--- Problem requirements ---
Please give the number of lines in the entries below that hold "HashMap", with no other words.

(Stored data)
=-=-=-=-=
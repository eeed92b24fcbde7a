// Copyright 2026 Enlightware GmbH
//
// Licensed under the Apache License, Version 2.0 (the "License"); you may not use this file except in compliance with the License. You may obtain a copy of the License at
//
// http://www.apache.org/licenses/LICENSE-2.0
//
// Unless required by applicable law or agreed to in writing, software distributed under the License is distributed on an "AS IS" BASIS, WITHOUT WARRANTIES OR CONDITIONS OF ANY KIND, either express or implied. See the License for the specific language governing permissions and limitations under the License.
//

//! Key lookup in maps, returning an [`Option`] instead of the standard one.

use std::{
    borrow::Borrow,
    collections::{BTreeMap, HashMap},
    hash::{BuildHasher, Hash},
};

use crate::option::Option;

/// A map that can be queried with keys of type `Q`.
pub trait Lookup<Q: ?Sized> {
    type Value;

    /// The value stored under `key`, if any.
    fn try_get_value(&self, key: &Q) -> Option<&Self::Value>;
}

impl<K, V, S, Q> Lookup<Q> for HashMap<K, V, S>
where
    K: Borrow<Q> + Hash + Eq,
    Q: Hash + Eq + ?Sized,
    S: BuildHasher,
{
    type Value = V;

    fn try_get_value(&self, key: &Q) -> Option<&V> {
        Option::of_value(key).and_then(|key| Option::of_value(self.get(key)))
    }
}

impl<K, V, Q> Lookup<Q> for BTreeMap<K, V>
where
    K: Borrow<Q> + Ord,
    Q: Ord + ?Sized,
{
    type Value = V;

    fn try_get_value(&self, key: &Q) -> Option<&V> {
        Option::of_value(key).and_then(|key| Option::of_value(self.get(key)))
    }
}

#[cfg(feature = "indexmap")]
impl<K, V, S, Q> Lookup<Q> for indexmap::IndexMap<K, V, S>
where
    Q: Hash + indexmap::Equivalent<K> + ?Sized,
    S: BuildHasher,
{
    type Value = V;

    fn try_get_value(&self, key: &Q) -> Option<&V> {
        Option::of_value(key).and_then(|key| Option::of_value(self.get(key)))
    }
}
=-=-=-=-=
--- Response to this exercise ---
2